NetSuite announced results ahead of forecasts by analysts in its fourth quarter earnings figures. Zach Nelson, CEO of NetSuite was in ebullient mood as he declared: “NetSuite delivered record revenue and powerful record customer growth as thousands of next-generation leaders like Snapchat, mid-size organizations like Lucky Brand, and global enterprises such as American Express Global Business Travel reimagine their business in the cloud on NetSuite.
“In 2016, the wind is at NetSuite’s back as the world transitions from a time just a couple years back, when few believed that businesses would run mission critical core business applications in the cloud, to today when companies in many industries can’t get there fast enough.”
The markets seemed to agree at first glance with NetSuite jumping up five points in late trading.
The NetSuite figures
The figures look good, but one has come to expect that from Cloud based companies as more and more corporate seek access to their applications. Q4 revenues were at $206.1 million, a 31% increase on the previous Year over Year Q4 figure, with total revenue for the year up 33% to $741.1 million. This is the kind of growth that NetSuite must maintain at least in order to be successful. While they may have won several unicorns and major companies, Nelson will be hoping that the deal agreed with Cap Gemini in France and the new data centres in Europe will help boost sales in the region significantly.
The problem for NetSuite is that the losses do not seem to be shrinking yet. While much of this is due to development as well as sales and marketing costs, at some point NetSuite will either need to increase its customers significantly or start to cut back on its marketing budget. While turnover has grown 33% this has yet to translate into profits. Losses have also continue to grow, albeit at a lower rate from $100 million to $124.7 million.
NetSuite is fortunate to be sitting on a cash pile but it will need to show that it is turning the corner on its losses within the next two years or it may need to raise more funds. While this in itself should not pose a problem interest rates are slowly beginning to climb. With $310.00 million in debt due for repayment in two years time and refinancing likely to be higher than the 0.25% interest currently being paid Nelson has a limited time to turn the situation around.
Over the full year accounts NetSuite does not look as healthy as some of its competitors.
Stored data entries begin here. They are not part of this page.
//! Command-line interface entry point for `degree-audit`

mod args;
mod commands;

use args::{Cli, Command};
use clap::Parser;
use degree_audit::config::Config;
use degree_audit::info;
use degree_audit::logger::{
    enable_debug, enable_verbose, init_file_logging, set_level, Level,
};

fn main() {
    let args = Cli::parse();

    // Load configuration once at startup and apply CLI overrides to it
    let mut config = Config::load();
    let defaults = Config::from_defaults();
    config.apply_overrides(&args.to_config_overrides());

    // Determine effective runtime log level: CLI flag overrides config; otherwise use config logging.level; fallback warn
    let effective_level = args
        .log_level
        .map(std::convert::Into::into)
        .or_else(|| Level::parse(&config.logging.level))
        .unwrap_or(Level::Warn);

    let mut level = effective_level;
    if args.debug_flag || level == Level::Debug {
        level = Level::Debug;
        enable_debug();
    }

    // Verbose: enable if CLI flag OR config has verbose=true
    let verbose = args.verbose || config.logging.verbose;
    if verbose {
        enable_verbose();
    }
    set_level(level);

    // Initialize file logging: CLI flag wins, otherwise use config logging.file if set
    let config_log_path: Option<std::path::PathBuf> = if config.logging.file.is_empty() {
        None
    } else {
        Some(std::path::PathBuf::from(&config.logging.file))
    };

    if let Some(log_path) = args.log_file.as_ref().or(config_log_path.as_ref()) {
        let display_path = log_path.to_string_lossy();
        if init_file_logging(log_path) {
            if verbose {
                eprintln!("✓ File logging initialized at: {display_path}");
            } else {
                info!("File logging initialized at: {display_path}");
            }
        } else {
            eprintln!("✗ Failed to initialize file logging at: {display_path}");
        }
    }

    // Handle subcommands
    match args.command {
        Command::Config { subcommand } => {
            commands::config::run(subcommand, &mut config, &defaults);
        }
        Command::Audit {
            input_files,
            output,
            report,
            no_csv,
        } => {
            commands::audit::run(&input_files, &output, &config, verbose, no_csv);

            // Generate reports if requested
            if let Some(format) = report {
                for input_file in &input_files {
                    match commands::report::generate(input_file, None, &format, &config) {
                        Ok(report_path) => {
                            println!("✓ Report generated: {}", report_path.display());
                        }
                        Err(e) => {
                            eprintln!("{e}");
                        }
                    }
                }
            }
        }
        Command::Report {
            input_file,
            output,
            format,
        } => {
            commands::report::run(&input_file, output.as_deref(), &format, &config);
        }
    }
}
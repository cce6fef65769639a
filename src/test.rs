#[cfg(test)]
pub mod test {
    use anyhow::Result;

    use crate::board::{Board, GameState};
    use crate::line_handler::LineTotals;
    use crate::piece::{Piece, PieceKind};
    use crate::search::{search, search_from, search_parallel, PLAYER_ONE_WIN, PLAYER_TWO_WIN};

    fn totals_consistent(board: &Board) -> bool {
        board.lines().totals() == board.lines().recount()
    }

    #[test]
    pub fn initial_board() {
        let board = Board::default();
        let expected = "__ __ __ __ __ __ __ \n".repeat(6);

        assert_eq!(board.to_string(), expected);
        assert_eq!(board.pieces_played(), 0);
        assert!(!board.game_won());
        assert!(!board.full_board());
        assert_eq!(board.state(), GameState::Playing);
        assert_eq!(board.evaluate(), 0);
        // the side to move first is player one
        assert_eq!(board.last_piece(), Piece::player_two());
        assert_eq!(board.last_piece().next(), Piece::player_one());
    }

    #[test]
    pub fn place_one() {
        let mut board = Board::default();
        assert!(board.place(Piece::player_one(), 1));

        let expected = "__ __ __ __ __ __ __ \n".repeat(5) + "__ P1 __ __ __ __ __ \n";
        assert_eq!(board.to_string(), expected);

        let piece = board.piece_at(1, 0);
        assert_eq!(piece.kind(), PieceKind::PlayerOne);
        assert_eq!(piece.position(), Some((1, 0)));
        assert_eq!(board.last_piece(), piece);
        assert_eq!(board.piece_at(1, 1).kind(), PieceKind::Empty);
        assert_eq!(board.piece_at(1, 1).position(), Some((1, 1)));
    }

    #[test]
    pub fn place_two_at_same_column() {
        let mut board = Board::default();
        board.place(Piece::player_one(), 1);
        board.place(Piece::player_two(), 1);

        let expected = "__ __ __ __ __ __ __ \n".repeat(4)
            + "__ P2 __ __ __ __ __ \n"
            + "__ P1 __ __ __ __ __ \n";
        assert_eq!(board.to_string(), expected);
    }

    #[test]
    pub fn place_in_full_column() {
        let mut board = Board::default();
        let mut piece = Piece::player_one();
        for _ in 0..6 {
            assert!(board.place(piece, 1));
            piece = piece.next();
        }
        let before = board.clone();

        assert!(board.is_full(1));
        assert!(!board.place(Piece::player_one(), 1));
        assert_eq!(board, before);

        let expected = "__ P2 __ __ __ __ __ \n__ P1 __ __ __ __ __ \n".repeat(3);
        assert_eq!(board.to_string(), expected);
    }

    #[test]
    pub fn place_rejects_bad_input() {
        let mut board = Board::default();
        let before = board.clone();

        assert!(!board.place(Piece::player_one(), 7));
        assert!(!board.place(Piece::empty(), 0));
        assert!(!board.place(Piece::out_of_bounds(), 0));
        assert!(board.is_full(7));
        assert_eq!(board, before);
    }

    #[test]
    pub fn undo_once() {
        let mut b1 = Board::default();
        let mut b2 = Board::default();
        b1.place(Piece::player_one(), 1);
        b1.place(Piece::player_two(), 1);
        b1.place(Piece::player_one(), 1);
        let undone = b1.undo();

        b2.place(Piece::player_one(), 1);
        b2.place(Piece::player_two(), 1);

        assert_eq!(undone.map(|p| p.kind()), Some(PieceKind::PlayerOne));
        assert_eq!(b1.to_string(), b2.to_string());
        assert_eq!(b1, b2);
    }

    #[test]
    pub fn undo_restores_single_move_board() {
        let mut board = Board::default();
        board.place(Piece::player_one(), 3);
        board.place(Piece::player_two(), 3);
        board.undo();

        let mut expected = Board::default();
        expected.place(Piece::player_one(), 3);

        assert_eq!(board, expected);
    }

    #[test]
    pub fn undo_with_no_moves() {
        let mut board = Board::default();
        assert_eq!(board.undo(), None);
        assert_eq!(board, Board::default());

        board.place(Piece::player_one(), 0);
        assert!(board.undo().is_some());
        assert_eq!(board.undo(), None);
        assert_eq!(board, Board::default());
    }

    #[test]
    pub fn piece_at_outside_board() {
        let board = Board::default();
        for &(column, row) in [(-1, 0), (0, -1), (7, 0), (0, 6), (100, 100)].iter() {
            let piece = board.piece_at(column, row);
            assert_eq!(piece.kind(), PieceKind::OutOfBounds);
            assert_eq!(piece.position(), None);
        }
        assert_eq!(board.piece_at(6, 5).kind(), PieceKind::Empty);
    }

    #[test]
    pub fn pieces_and_turn_order() {
        assert_eq!(PieceKind::PlayerOne.next(), PieceKind::PlayerTwo);
        assert_eq!(PieceKind::PlayerTwo.next(), PieceKind::PlayerOne);
        assert_eq!(PieceKind::Empty.next(), PieceKind::Empty);
        assert_eq!(PieceKind::OutOfBounds.next(), PieceKind::OutOfBounds);

        let mut placed = Piece::player_one();
        placed.set_position(2, 3);
        assert_eq!(placed.column(), Some(2));
        assert_eq!(placed.row(), Some(3));
        // the successor has not been placed anywhere yet
        assert_eq!(placed.next(), Piece::player_two());

        let mut outside = Piece::out_of_bounds();
        outside.set_position(1, 1);
        assert_eq!(outside.position(), None);
        assert_eq!(outside.next(), outside);
        assert_eq!(outside.to_string(), "OB");
    }

    #[test]
    pub fn horizontal_win() {
        let mut board = Board::default();
        for column in 0..3 {
            assert!(board.place(Piece::player_one(), column));
            assert!(!board.game_won());
        }
        assert!(board.place(Piece::player_one(), 3));
        assert!(board.game_won());
        assert_eq!(board.state(), GameState::PlayerOneWin);
        assert_eq!(board.evaluate(), PLAYER_ONE_WIN);
    }

    #[test]
    pub fn vertical_win() {
        let mut board = Board::default();
        for _ in 0..3 {
            board.place(Piece::player_two(), 6);
        }
        assert!(!board.game_won());
        board.place(Piece::player_two(), 6);
        assert!(board.game_won());
        assert_eq!(board.state(), GameState::PlayerTwoWin);
        assert_eq!(board.evaluate(), PLAYER_TWO_WIN);
    }

    #[test]
    pub fn diagonal_wins() {
        // diagonal /
        let mut board = Board::default();
        for column in 0..4 {
            for _ in 0..column {
                board.place(Piece::player_two(), column);
            }
            assert!(!board.game_won());
            board.place(Piece::player_one(), column);
        }
        assert_eq!(board.piece_at(3, 3).kind(), PieceKind::PlayerOne);
        assert!(board.game_won());

        // diagonal \
        let mut board = Board::default();
        for column in (0..4).rev() {
            for _ in 0..(3 - column) {
                board.place(Piece::player_one(), column);
            }
            assert!(!board.game_won());
            board.place(Piece::player_two(), column);
        }
        assert_eq!(board.piece_at(0, 3).kind(), PieceKind::PlayerTwo);
        assert!(board.game_won());
        assert_eq!(board.state(), GameState::PlayerTwoWin);
    }

    #[test]
    pub fn broken_line_is_not_a_win() {
        let mut board = Board::default();
        board.place(Piece::player_one(), 0);
        board.place(Piece::player_one(), 1);
        board.place(Piece::player_two(), 2);
        board.place(Piece::player_one(), 3);
        board.place(Piece::player_one(), 4);
        assert!(!board.game_won());
        assert_eq!(board.state(), GameState::Playing);
    }

    #[test]
    pub fn undo_after_win() {
        let mut board = Board::default();
        let mut before = None;
        for column in 0..4 {
            if column == 3 {
                before = Some(board.clone());
            }
            board.place(Piece::player_one(), column);
        }
        assert!(board.game_won());

        board.undo();
        assert!(!board.game_won());
        assert!(totals_consistent(&board));
        assert_eq!(Some(board), before);
    }

    #[test]
    pub fn evaluation() {
        let mut board = Board::default();
        board.place(Piece::player_one(), 3);
        // player two loses the 7 lines through the bottom centre
        assert_eq!(board.lines().open_for(PieceKind::PlayerTwo), 62);
        assert_eq!(board.evaluate(), 7 * 10000 + 7);

        board.place(Piece::player_two(), 3);
        let totals = board.lines().totals();
        assert_eq!(
            totals,
            LineTotals {
                value_one: 6,
                value_two: 9,
                open_one: 59,
                open_two: 62,
            }
        );
        assert_eq!(board.evaluate(), -3 * 10000 - 3);
    }

    #[test]
    pub fn round_trip() {
        let mut board = Board::default();
        board.place(Piece::player_one(), 2);
        let start = board.clone();

        let columns = [3, 3, 2, 4, 4, 2, 1, 5, 5, 0, 6, 6, 3, 3];
        let mut piece = board.last_piece().next();
        for &column in columns.iter() {
            assert!(board.place(piece, column));
            piece = piece.next();
        }
        assert_eq!(board.pieces_played(), start.pieces_played() + columns.len());

        for _ in columns.iter() {
            assert!(board.undo().is_some());
        }
        assert_eq!(board, start);
    }

    #[test]
    pub fn incremental_totals_match_recount() {
        let mut board = Board::default();
        let mut piece = Piece::player_one();
        for i in 0..60 {
            let column = (i * 5 + 3) % 7;
            if board.place(piece, column) {
                piece = piece.next();
            }
            assert!(totals_consistent(&board));
            if i % 3 == 2 {
                board.undo();
                piece = piece.next();
                assert!(totals_consistent(&board));
            }
        }
    }

    #[test]
    pub fn from_moves() -> Result<()> {
        let board = Board::from_moves("4453")?;
        assert_eq!(board.pieces_played(), 4);
        assert_eq!(board.piece_at(3, 0).kind(), PieceKind::PlayerOne);
        assert_eq!(board.piece_at(3, 1).kind(), PieceKind::PlayerTwo);
        assert_eq!(board.piece_at(4, 0).kind(), PieceKind::PlayerOne);
        assert_eq!(board.piece_at(2, 0).kind(), PieceKind::PlayerTwo);

        assert!(Board::from_moves("0").is_err());
        assert!(Board::from_moves("8").is_err());
        assert!(Board::from_moves("4a").is_err());
        assert!(Board::from_moves("1111111").is_err());
        // player one wins with the seventh move
        assert!(Board::from_moves("1212121").is_ok());
        assert!(Board::from_moves("12121212").is_err());
        Ok(())
    }

    #[test]
    pub fn search_at_max_depth_is_static() -> Result<()> {
        let mut board = Board::from_moves("445")?;
        let result = search(&mut board, 0);

        assert_eq!(result.best_move, None);
        assert_eq!(result.value, board.evaluate());
        assert_eq!(result.nodes, 1);

        let result = search_from(&mut board, 3, 3);
        assert_eq!(result.best_move, None);
        assert_eq!(result.value, board.evaluate());
        Ok(())
    }

    #[test]
    pub fn search_on_won_board() -> Result<()> {
        let mut board = Board::from_moves("1212121")?;
        assert!(board.game_won());
        let before = board.clone();

        let result = search(&mut board, 6);
        assert_eq!(result.best_move, None);
        assert_eq!(result.value, PLAYER_ONE_WIN);
        assert_eq!(board, before);
        Ok(())
    }

    #[test]
    pub fn search_on_full_board() {
        // too small for any line, so the board fills without a win
        let mut board = Board::new(3, 3);
        let mut piece = Piece::player_one();
        for column in 0..3 {
            for _ in 0..3 {
                assert!(board.place(piece, column));
                piece = piece.next();
            }
        }
        assert!(board.full_board());
        assert_eq!(board.state(), GameState::Draw);

        let result = search(&mut board, 4);
        assert_eq!(result.best_move, None);
        assert_eq!(result.value, 0);
    }

    #[test]
    pub fn search_one_ply() -> Result<()> {
        let mut board = Board::from_moves("4")?;
        let result = search(&mut board, 1);

        // stacking on the centre closes the most lines for player one
        assert_eq!(result.best_move, Some(3));
        assert_eq!(result.value, -30003);
        assert_eq!(result.nodes, 8);

        let result = search(&mut board, 2);
        assert_eq!(result.nodes, 1 + 7 + 7 * 7);
        Ok(())
    }

    #[test]
    pub fn search_takes_immediate_win() -> Result<()> {
        // player two holds columns 2-4 on the bottom row
        let mut board = Board::from_moves("7273646")?;
        let before = board.clone();

        for &depth in [1, 2, 4].iter() {
            let result = search(&mut board, depth);
            assert_eq!(result.best_move, Some(0));
            assert_eq!(result.value, PLAYER_TWO_WIN);
            assert_eq!(board, before);
        }
        Ok(())
    }

    #[test]
    pub fn search_blocks_threat() -> Result<()> {
        // player one holds columns 1-3 on the bottom row
        let mut board = Board::from_moves("17273")?;
        let before = board.clone();

        let result = search(&mut board, 2);
        assert_eq!(result.best_move, Some(3));
        assert_ne!(result.value, PLAYER_ONE_WIN);
        assert_eq!(board, before);
        Ok(())
    }

    #[test]
    pub fn search_restores_board() -> Result<()> {
        let mut board = Board::from_moves("4443352")?;
        let before = board.clone();

        let result = search(&mut board, 5);
        assert!(result.best_move.is_some());
        assert_eq!(board, before);
        assert!(totals_consistent(&board));
        Ok(())
    }

    #[test]
    pub fn search_ties_pick_later_column() {
        // no lines fit, so every position scores 0
        let mut board = Board::new(2, 2);
        board.place(Piece::player_one(), 0);
        let result = search(&mut board, 1);
        assert_eq!(result.best_move, Some(1));
        assert_eq!(result.value, 0);

        // odd plies pick for player one, also preferring later columns
        let mut board = Board::new(3, 1);
        let result = search_from(&mut board, 1, 2);
        assert_eq!(result.best_move, Some(2));
        assert_eq!(result.value, 0);
    }

    #[test]
    pub fn search_expects_player_one_to_have_moved() {
        // at ply 0 the search picks for player two, so a fresh board where
        // player one is to move yields no improvement over the sentinel
        let mut board = Board::default();
        let result = search(&mut board, 2);
        assert_eq!(result.best_move, None);
        assert_eq!(result.value, PLAYER_TWO_WIN);
        assert_eq!(board, Board::default());
    }

    #[test]
    pub fn parallel_search_matches_sequential() -> Result<()> {
        for moves in ["", "4", "445", "7273646", "17273", "4443352"].iter() {
            let mut board = Board::from_moves(moves)?;
            let before = board.clone();

            let parallel = search_parallel(&board, 4);
            let sequential = search(&mut board, 4);

            assert_eq!(parallel.best_move, sequential.best_move, "moves {}", moves);
            assert_eq!(parallel.value, sequential.value, "moves {}", moves);
            assert!(parallel.nodes >= sequential.nodes);
            assert_eq!(board, before);
        }
        Ok(())
    }
}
In fact only SAP and Salesforce have share prices that have actually increased over the full year, up 19.19% and 18.62% respectively. Oracle down 14.93% and Workday down 22.58% are still performing better than NetSuite who has seen its shares drop 30.13% over the last year (Source: Yahoo Finance).
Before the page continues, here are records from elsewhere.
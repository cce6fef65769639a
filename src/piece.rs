//! The pieces that make up the board

/// What occupies a location on the board
#[derive(Copy, Clone, Eq, PartialEq, Hash, Debug)]
pub enum PieceKind {
    Empty,
    PlayerOne,
    PlayerTwo,
    OutOfBounds,
}

impl PieceKind {
    /// Returns the kind that follows this one in the turn order
    ///
    /// `Empty` and `OutOfBounds` never take a turn and map to themselves
    pub const fn next(self) -> Self {
        match self {
            PieceKind::PlayerOne => PieceKind::PlayerTwo,
            PieceKind::PlayerTwo => PieceKind::PlayerOne,
            other => other,
        }
    }

    pub const fn is_player(self) -> bool {
        matches!(self, PieceKind::PlayerOne | PieceKind::PlayerTwo)
    }

    /// Two character label used when printing the board as text
    pub const fn label(self) -> &'static str {
        match self {
            PieceKind::Empty => "__",
            PieceKind::PlayerOne => "P1",
            PieceKind::PlayerTwo => "P2",
            PieceKind::OutOfBounds => "OB",
        }
    }
}

/// A piece together with the location it was placed at
///
/// Pieces that have not been placed yet, and `OutOfBounds` pieces, have no
/// position.
#[derive(Copy, Clone, Eq, PartialEq, Hash, Debug)]
pub struct Piece {
    kind: PieceKind,
    position: Option<(usize, usize)>,
}

impl Piece {
    pub const fn new(kind: PieceKind) -> Self {
        Self {
            kind,
            position: None,
        }
    }

    pub const fn empty() -> Self {
        Self::new(PieceKind::Empty)
    }

    pub const fn player_one() -> Self {
        Self::new(PieceKind::PlayerOne)
    }

    pub const fn player_two() -> Self {
        Self::new(PieceKind::PlayerTwo)
    }

    pub const fn out_of_bounds() -> Self {
        Self::new(PieceKind::OutOfBounds)
    }

    pub const fn kind(&self) -> PieceKind {
        self.kind
    }

    pub const fn is_player(&self) -> bool {
        self.kind.is_player()
    }

    /// Returns a fresh, unplaced piece for the side that moves after this one
    pub const fn next(&self) -> Self {
        match self.kind {
            PieceKind::PlayerOne | PieceKind::PlayerTwo => Self::new(self.kind.next()),
            _ => *self,
        }
    }

    /// Records where the piece sits on the board, ignored for `OutOfBounds`
    pub fn set_position(&mut self, column: usize, row: usize) {
        if self.kind != PieceKind::OutOfBounds {
            self.position = Some((column, row));
        }
    }

    /// The `(column, row)` of the piece, if it has been placed
    pub const fn position(&self) -> Option<(usize, usize)> {
        self.position
    }

    pub fn column(&self) -> Option<usize> {
        self.position.map(|(column, _)| column)
    }

    pub fn row(&self) -> Option<usize> {
        self.position.map(|(_, row)| row)
    }
}

impl From<PieceKind> for Piece {
    fn from(kind: PieceKind) -> Self {
        Self::new(kind)
    }
}

impl std::fmt::Display for Piece {
    fn fmt(&self, f: &mut std::fmt::Formatter<'_>) -> std::fmt::Result {
        f.write_str(self.kind.label())
    }
}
With NetSuite set to cross the $1 billion threshold for revenue it has been due to larger deals such as American Express Travel and Misys. The issue with these deals is that implementation times are much longer that the smaller companies recently announced such as OMG in Japan. This means that for deals with companies like Misys and American Express Travel the revenue takes longer to trickle through to the accounts. Although the professional services revenue may have been booked the cost of sale will already have been allocated.
NetSuite need to continue to deliver new business wins and while the size of these is not that important the number of users and revenues that they have won need to continue to climb. There is a risk that some of its unicorn and start-up clients are more susceptible to a market downturn than others especially as investors begin to be a little more careful with their money.
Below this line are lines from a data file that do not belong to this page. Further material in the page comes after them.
use anyhow::Result;
use indicatif::ProgressBar;
use tracing::warn;
use tracing_subscriber::EnvFilter;

use std::io::{stdin, stdout, Stdin, Write};

use connect4_lines::{
    board::{Board, GameState},
    piece::PieceKind,
    search::search,
    DEFAULT_DEPTH,
};

/// Asks a y/n question until it gets an answer
fn ask_yes_no(stdin: &Stdin, question: &str) -> Result<bool> {
    loop {
        let mut buffer = String::new();
        print!("{} y/n: ", question);
        stdout().flush()?;
        stdin.read_line(&mut buffer)?;
        match buffer.to_lowercase().chars().next() {
            Some(_letter @ 'y') => return Ok(true),
            Some(_letter @ 'n') => return Ok(false),
            _ => println!("Unknown answer given"),
        }
    }
}

/// Asks for the engine's search depth, an empty answer keeps the default
fn ask_depth(stdin: &Stdin) -> Result<usize> {
    loop {
        let mut buffer = String::new();
        print!("Engine search depth [{}]: ", DEFAULT_DEPTH);
        stdout().flush()?;
        stdin.read_line(&mut buffer)?;
        let answer = buffer.trim();
        if answer.is_empty() {
            return Ok(DEFAULT_DEPTH);
        }
        match answer.parse::<usize>() {
            Ok(depth) if depth > 0 => return Ok(depth),
            _ => println!("Invalid depth: {}", answer),
        }
    }
}

fn main() -> Result<()> {
    tracing_subscriber::fmt()
        .with_env_filter(
            EnvFilter::try_from_default_env().unwrap_or_else(|_| EnvFilter::new("warn")),
        )
        .with_writer(std::io::stderr)
        .init();

    let mut board = Board::default();
    let stdin = stdin();

    println!("Welcome to Connect 4\n");

    // the engine only ever plays second, it minimises the board score
    let engine_plays = ask_yes_no(&stdin, "Should player 2 be AI controlled?")?;
    let depth = if engine_plays { ask_depth(&stdin)? } else { DEFAULT_DEPTH };

    // game loop
    loop {
        board.display()?;

        match board.state() {
            GameState::Playing => {
                let piece = board.last_piece().next();
                let next_move =
                    // AI player
                    if engine_plays && piece.kind() == PieceKind::PlayerTwo {
                        let spinner = ProgressBar::new_spinner();
                        spinner.set_message("AI is thinking...");
                        spinner.enable_steady_tick(100);

                        let result = search(&mut board, depth);
                        spinner.finish_and_clear();

                        let column = match result.best_move {
                            Some(column) => column,
                            None => {
                                warn!(value = result.value, "search proposed no move");
                                match (0..board.columns()).find(|&c| !board.is_full(c)) {
                                    Some(column) => column,
                                    None => continue,
                                }
                            }
                        };
                        println!("Best move: {} (score {})", column + 1, result.value);
                        column + 1

                    // human player
                    } else {
                        let player = if piece.kind() == PieceKind::PlayerOne { 1 } else { 2 };
                        print!("Player {} move input > ", player);
                        stdout().flush()?;
                        let mut input_str = String::new();
                        stdin.read_line(&mut input_str)?;

                        match input_str.trim().parse::<usize>() {
                            Err(_) => {
                                println!("Invalid number: {}", input_str.trim());
                                continue;
                            }
                            Ok(column) => column,
                        }
                    };

                if next_move < 1 || next_move > board.columns() {
                    println!(
                        "Invalid move, column {} out of range. Columns must be between 1 and {}",
                        next_move,
                        board.columns()
                    );
                    continue;
                }
                if !board.place(piece, next_move - 1) {
                    println!("Invalid move, column {} full", next_move);
                    // try the move again
                    continue;
                }
            }

            // end states
            GameState::PlayerOneWin => {
                println!("Player 1 wins!");
                break;
            }
            GameState::PlayerTwoWin => {
                println!("Player 2 wins!");
                break;
            }
            GameState::Draw => {
                println!("Draw!");
                break;
            }
        }
    }
    Ok(())
}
The NetSuite retail offering is well placed to do well in the small to medium market. If they can continue to show revenue growth and a reduction in losses quarter by quarter then the share price should continue heading in the right direction. A bad quarter and Wall Street might that other competitors are limited NetSuite growth.
These results were ahead of what Wall Street and analysts projected. Nelson is talking about a growth path that is increasing through 2016 (if they hit $1 billion then growth will exceed 33%) then it could be the year that investors start smiling again. ERP in the cloud is starting to grow exponentially and with Cap Gemini supporting them in France, new partnership deals across Europe the effort to capture that growth could see sales figures rocketing much higher.
The problem will come as companies such as SAP, Oracle, Infor and new entrants such as Rootstock get more aggressive in the ERP market, especially in Europe and the Middle East. Oracle recently announced that they would be hiring an additional 1400 sales staff across Europe and this could make sales harder. All of this means that NetSuite is going to find it harder to continue revenue growth while lowering costs.